FLEC divulga vídeo de policias reféns

Washington – A guerrilha da Frente de Libertação do Estado de Cabinda (FLEC), divulgou em vídeo  que o Club-K teve acesso, os quatros elementos da Polícia Nacional de Angola emboscados na madrugada do dia 15 de Maio, pela brigada de Maiombe Sul das Forças Armadas Cabindesas (FAC), na povoação de Nhuca, região de Buco Zau.
 
Fonte: Club-k.net
 
Comando-geral da Polícia Nacional nega detenção dos seus oficias 
 
O vídeo surge depois de  o  comando-geral da Polícia Nacional de Angola ter negado  a veracidade do anúncio feito pelos independentistas da FLEC, considerando-o uma "manobra" para "chamar à atenção".
 
 
"Isso não é verdade e é mais uma manobra de diversão para chamar atenção. Não há nada de concreto em relação a isso.
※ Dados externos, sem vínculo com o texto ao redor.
//! # Bundle Model
//!
//! Typed view of an anatomy knowledge bundle:
//!
//! ```json
//! {
//!   "bundle_id": "anatomy_3d_index",
//!   "entities": [
//!     { "id": "muscle.biceps", "relations": { "origin": ["bone.scapula"] } }
//!   ]
//! }
//! ```
//!
//! ## Lenient decoding
//!
//! Decoding never fails for a parseable document. Fields that are missing or
//! carry the wrong JSON type fall back to empty values:
//!
//! - a non-object root decodes to an empty bundle;
//! - a missing or non-array `entities` decodes to no entities;
//! - a missing or null `id` decodes to the empty string, which never counts
//!   as a duplicate and never satisfies a reference;
//! - a relation value may be an array, a single string, or null.
//!
//! Non-string ids and non-string reference elements are both kept as their
//! compact JSON text, so `{"id": 7}` declares `7` and satisfies a reference
//! to `7`.

use serde::{Deserialize, Deserializer};
use serde_json::Value;

/// One of the five recognised cross-reference categories between entities.
#[derive(Debug, Clone, Copy, PartialEq, Eq, PartialOrd, Ord, Hash)]
pub enum RelationKind {
    /// Attachment point a muscle originates from.
    Origin,
    /// Attachment point a muscle inserts into.
    Insertion,
    /// Nerve supplying the structure.
    InnervatedBy,
    /// Vessel supplying the structure.
    SuppliedBy,
    /// Neighbouring structure.
    AdjacentTo,
}

impl RelationKind {
    /// Every relation kind, in declaration order.
    pub const ALL: [RelationKind; 5] = [
        Self::Origin,
        Self::Insertion,
        Self::InnervatedBy,
        Self::SuppliedBy,
        Self::AdjacentTo,
    ];

    /// The JSON key for this relation kind.
    pub fn as_str(self) -> &'static str {
        match self {
            Self::Origin => "origin",
            Self::Insertion => "insertion",
            Self::InnervatedBy => "innervated_by",
            Self::SuppliedBy => "supplied_by",
            Self::AdjacentTo => "adjacent_to",
        }
    }
}

impl std::fmt::Display for RelationKind {
    fn fmt(&self, f: &mut std::fmt::Formatter<'_>) -> std::fmt::Result {
        f.write_str(self.as_str())
    }
}

/// Cross-references declared by one entity, grouped by kind.
///
/// Keys outside [`RelationKind`] are ignored during decoding.
#[derive(Debug, Clone, Default, PartialEq, Eq, Deserialize)]
#[serde(default)]
pub struct Relations {
    #[serde(deserialize_with = "references")]
    origin: Vec<String>,
    #[serde(deserialize_with = "references")]
    insertion: Vec<String>,
    #[serde(deserialize_with = "references")]
    innervated_by: Vec<String>,
    #[serde(deserialize_with = "references")]
    supplied_by: Vec<String>,
    #[serde(deserialize_with = "references")]
    adjacent_to: Vec<String>,
}

impl Relations {
    /// Decode relations from raw JSON. Anything other than an object yields
    /// no relations.
    pub fn from_value(value: Value) -> Self {
        if !value.is_object() {
            return Self::default();
        }
        // Every field accepts any JSON value, so decoding an object cannot fail.
        Self::deserialize(value).unwrap_or_default()
    }

    /// The ordered references declared for `kind`.
    pub fn references(&self, kind: RelationKind) -> &[String] {
        match kind {
            RelationKind::Origin => &self.origin,
            RelationKind::Insertion => &self.insertion,
            RelationKind::InnervatedBy => &self.innervated_by,
            RelationKind::SuppliedBy => &self.supplied_by,
            RelationKind::AdjacentTo => &self.adjacent_to,
        }
    }

    /// Mutable access to the references declared for `kind`.
    pub fn references_mut(&mut self, kind: RelationKind) -> &mut Vec<String> {
        match kind {
            RelationKind::Origin => &mut self.origin,
            RelationKind::Insertion => &mut self.insertion,
            RelationKind::InnervatedBy => &mut self.innervated_by,
            RelationKind::SuppliedBy => &mut self.supplied_by,
            RelationKind::AdjacentTo => &mut self.adjacent_to,
        }
    }

    /// Every `(kind, reference)` pair, kinds in [`RelationKind::ALL`] order.
    pub fn iter(&self) -> impl Iterator<Item = (RelationKind, &str)> + '_ {
        RelationKind::ALL.into_iter().flat_map(move |kind| {
            self.references(kind)
                .iter()
                .map(move |reference| (kind, reference.as_str()))
        })
    }

    /// True if no kind carries any reference.
    pub fn is_empty(&self) -> bool {
        RelationKind::ALL
            .iter()
            .all(|kind| self.references(*kind).is_empty())
    }
}

/// One anatomical structure.
#[derive(Debug, Clone, Default, PartialEq, Eq, Deserialize)]
#[serde(default)]
pub struct Entity {
    /// Identifier, empty when the source entity had none.
    #[serde(deserialize_with = "id_or_empty")]
    pub id: String,
    /// Declared cross-references, if any.
    #[serde(deserialize_with = "relations")]
    pub relations: Option<Relations>,
}

impl Entity {
    /// Shorthand for an entity with an id and no relations.
    pub fn new(id: impl Into<String>) -> Self {
        Self {
            id: id.into(),
            relations: None,
        }
    }

    /// Attach references of one kind, replacing any previously set.
    pub fn with_relation<I, S>(mut self, kind: RelationKind, references: I) -> Self
    where
        I: IntoIterator<Item = S>,
        S: Into<String>,
    {
        let relations = self.relations.get_or_insert_with(Relations::default);
        *relations.references_mut(kind) = references.into_iter().map(Into::into).collect();
        self
    }

    /// Decode an entity from raw JSON. Non-object values yield an entity
    /// with an empty id and no relations.
    pub fn from_value(value: Value) -> Self {
        if !value.is_object() {
            return Self::default();
        }
        Self::deserialize(value).unwrap_or_default()
    }
}

/// A knowledge bundle: descriptive metadata plus an ordered list of entities.
#[derive(Debug, Clone, Default, PartialEq, Eq, Deserialize)]
#[serde(default)]
pub struct Bundle {
    /// Bundle identifier, e.g. `anatomy_3d_index`.
    #[serde(deserialize_with = "optional_string")]
    pub bundle_id: Option<String>,
    #[serde(deserialize_with = "optional_string")]
    pub bundle_type: Option<String>,
    #[serde(deserialize_with = "optional_string")]
    pub version: Option<String>,
    #[serde(deserialize_with = "optional_string")]
    pub locale: Option<String>,
    /// Entities in document order.
    #[serde(deserialize_with = "entities")]
    pub entities: Vec<Entity>,
}

impl Bundle {
    /// Build a bundle from entities alone.
    pub fn with_entities(entities: Vec<Entity>) -> Self {
        Self {
            entities,
            ..Self::default()
        }
    }

    /// Decode a bundle from a parsed JSON document.
    pub fn from_value(value: Value) -> Self {
        if !value.is_object() {
            tracing::warn!("bundle root is not a JSON object; treating it as empty");
            return Self::default();
        }
        Self::deserialize(value).unwrap_or_default()
    }
}

fn optional_string<'de, D>(deserializer: D) -> Result<Option<String>, D::Error>
where
    D: Deserializer<'de>,
{
    Ok(match Value::deserialize(deserializer)? {
        Value::String(s) => Some(s),
        _ => None,
    })
}

fn id_or_empty<'de, D>(deserializer: D) -> Result<String, D::Error>
where
    D: Deserializer<'de>,
{
    Ok(match Value::deserialize(deserializer)? {
        Value::Null => String::new(),
        other => json_text(other),
    })
}

/// Strings as-is, anything else as compact JSON text.
fn json_text(value: Value) -> String {
    match value {
        Value::String(s) => s,
        other => other.to_string(),
    }
}

fn entities<'de, D>(deserializer: D) -> Result<Vec<Entity>, D::Error>
where
    D: Deserializer<'de>,
{
    Ok(match Value::deserialize(deserializer)? {
        Value::Array(items) => items.into_iter().map(Entity::from_value).collect(),
        _ => Vec::new(),
    })
}

fn relations<'de, D>(deserializer: D) -> Result<Option<Relations>, D::Error>
where
    D: Deserializer<'de>,
{
    Ok(match Value::deserialize(deserializer)? {
        value @ Value::Object(_) => Some(Relations::from_value(value)),
        _ => None,
    })
}

fn references<'de, D>(deserializer: D) -> Result<Vec<String>, D::Error>
where
    D: Deserializer<'de>,
{
    Ok(match Value::deserialize(deserializer)? {
        Value::Array(items) => items.into_iter().map(json_text).collect(),
        Value::String(s) => vec![s],
        _ => Vec::new(),
    })
}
Não temos nenhuma informação que nos leva a acreditar nisso, até porque em conversa com o comandante de Cabinda e outras entidades locais não se confirma", afirmou à Lusa o porta-voz do comando-geral da Polícia Nacional de Angola, Orlando Bernardo.
 
De acordo com o  comunicado de guerra, a FLEC  anuncia que "dois soldados das FAA foram mortos e quatro polícias do governo angolano foram capturados pelas FAC. Os quatro angolanos são nossos prisioneiros de guerra e como tal serão tratados".
 
 
A FLEC-FAC acrescenta que pretende libertar estes prisioneiros, como "medida humanitária", lançando um "apelo" ao Comité Internacional da Cruz Vermelha "para mediar a libertação dos angolanos feitos prisioneiros".
 
Desde 2016, quando retomou a luta armada, a FLEC-FAC já reivindicou dezenas de ataques mortais a militares das FAA.
 
 
O ministro do Interior de Angola afirmou em outubro que a situação em Cabinda é estável, negando as informações das FAC, que só entre agosto e setembro tinham reivindicado a morte de mais de 50 militares angolanos em ataques naquele enclave.
 
 
"Em Cabinda, o clima de segurança é estável, é uma província normal, apesar de algumas especulações e notícias infundadas sobre pseudo-ações militares que se têm realizado", disse o ministro Ângelo da Veiga Tavares.
 
 
O chefe de Estado-Maior General das Forças Armadas Angolanas também desmentiu em agosto, em Luanda, a ocorrência dos sucessivos ataques reivindicados pela FLEC-FAC, com dezenas de mortos entre os soldados angolanos na província de Cabinda.
 
 
O general Geraldo Sachipengo Nunda disse então que a situação em Cabinda é de completa tranquilidade, negando qualquer ação da FLEC-FAC, afirmando que aqueles guerrilheiros "estão a sonhar".